I
noticed in the public prints in the last couple of days an article about an
exhibition of historical, archival photographs which stated that all the white
people in the photos were named, but none of the indigenous people who had been
photographed appeared to have a name.
This took me back with a bump to the
tragic-comic occasion on which I made my first film. This was in 1971, not long
after the announcement of the James Bay hydro-electric project, and as I embarked
on this unfamiliar job --- a complete novice who didn’t know one end of a
camera from another ---- I had only one
clear objective in mind. I was three years into my contacts with native people
across the country and his was one striking thing I had noticed, that in every
mixed group, it was the whites who would be in the centre doing all the
talking, while the natives stood silently listening. It is perhaps hard to
believe now, but at that time, in most photos, videos, TV or whatever exposed
to public view, even when they were the subject of the piece, the indigenous
people were usually standing in a disconsolate-looking
group on the edge of the picture while some white expert --- usually an anthropologist
--- would be holding forth telling the audience what the native people would be
thinking and feeling, and, presumably, saying, if only they had been given the
chance to say anything.
Even more striking was the fact that
of the 600 native communities in Canada, almost none were ever to be found on a
Canadian map.
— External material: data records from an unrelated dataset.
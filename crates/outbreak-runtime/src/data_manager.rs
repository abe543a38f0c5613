//! Load-once cache of the canonical outbreak table.
//!
//! The source is downloaded and cleaned on the first request of a session and
//! shared as an immutable [`Arc`] afterwards. A failed load is not retried;
//! the error is returned to the caller and remembered for display.

use std::sync::Arc;
use std::time::{Duration, Instant};

use outbreak_core::models::OutbreakTable;
use outbreak_core::{OutbreakError, Result};
use outbreak_data::cleaner::{clean_with_report, CleaningReport};
use outbreak_data::filter::FilterOptions;
use outbreak_data::reader::load_raw_table;

/// The canonical table together with what was learned while building it.
#[derive(Debug, Clone)]
pub struct LoadedTable {
    pub table: Arc<OutbreakTable>,
    pub report: CleaningReport,
    pub options: FilterOptions,
}

/// Session-scoped holder for the canonical table.
///
/// # Example
/// ```no_run
/// use outbreak_runtime::data_manager::DataManager;
///
/// # async fn run() -> outbreak_core::Result<()> {
/// let mut mgr = DataManager::new("outbreaks.csv");
/// let loaded = mgr.get_table(false).await?;
/// println!("{} outbreaks", loaded.table.len());
/// # Ok(())
/// # }
/// ```
pub struct DataManager {
    source: String,
    cache: Option<LoadedTable>,
    loaded_at: Option<Instant>,
    last_error: Option<String>,
}

impl DataManager {
    pub fn new(source: impl Into<String>) -> Self {
        Self {
            source: source.into(),
            cache: None,
            loaded_at: None,
            last_error: None,
        }
    }

    pub fn source(&self) -> &str {
        &self.source
    }

    /// Return the canonical table, loading it on first use.
    ///
    /// With `force_refresh` the source is fetched again even when a table is
    /// cached. On failure any previously cached table is kept.
    pub async fn get_table(&mut self, force_refresh: bool) -> Result<LoadedTable> {
        if !force_refresh {
            if let Some(cached) = &self.cache {
                tracing::debug!("returning cached canonical table");
                return Ok(cached.clone());
            }
        }

        match self.load().await {
            Ok(loaded) => {
                self.cache = Some(loaded.clone());
                self.loaded_at = Some(Instant::now());
                self.last_error = None;
                Ok(loaded)
            }
            Err(e) => {
                tracing::error!(error = %e, source = %self.source, "failed to load outbreak data");
                self.last_error = Some(e.to_string());
                Err(e)
            }
        }
    }

    /// Drop the cached table so the next request reloads the source.
    pub fn invalidate(&mut self) {
        self.cache = None;
        self.loaded_at = None;
        tracing::debug!("canonical table invalidated");
    }

    /// Time since the cached table was loaded.
    pub fn cache_age(&self) -> Option<Duration> {
        self.loaded_at.map(|ts| ts.elapsed())
    }

    pub fn last_error(&self) -> Option<&str> {
        self.last_error.as_deref()
    }

    async fn load(&self) -> Result<LoadedTable> {
        let started = Instant::now();
        let raw = load_raw_table(&self.source).await?;

        let (table, report) = tokio::task::spawn_blocking(move || clean_with_report(&raw))
            .await
            .map_err(|e| OutbreakError::Other(e.into()))?;
        let options = FilterOptions::from_table(&table);

        tracing::info!(
            rows = table.len(),
            years = options.years.len(),
            states = options.states.len(),
            elapsed_ms = started.elapsed().as_millis() as u64,
            "canonical table ready"
        );

        Ok(LoadedTable {
            table: Arc::new(table),
            report,
            options,
        })
    }
}

// ── Tests ─────────────────────────────────────────────────────────────────────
It was almost as if the dominant society, in a colossal act of
indifference, had virtually eliminated the original inhabitants by the simple
act of pretending they didn’t exist.
So, when I set out to make my own film,
I made a kind of foolish, but understandable, decision. I decided I would turn
this tradition on its head. I would identify, and allow to speak, every native
person in the film; but of the white men working around them, mostly already
engaged on building the hydro-project, whether as pilots, cooks,
labourers, supervisors, engineers, I
would hear them speak, record what they had to say, but never, ever identify
them by name.
Thus in the next few days I ran
across some doozers: a young helicopter pilot, an American, as it happened, fresh
from shooting up people in Cambodia, who had been flying around the James Bay
wilderness for Hydro-Quebec for two years, told me: “This area is one of the
most barren in the world today. It was scraped clean by glaciers long ago, and
virtually nothing has grown since.” We
heard him say it clearly in the movie, but as to who he was: zilch.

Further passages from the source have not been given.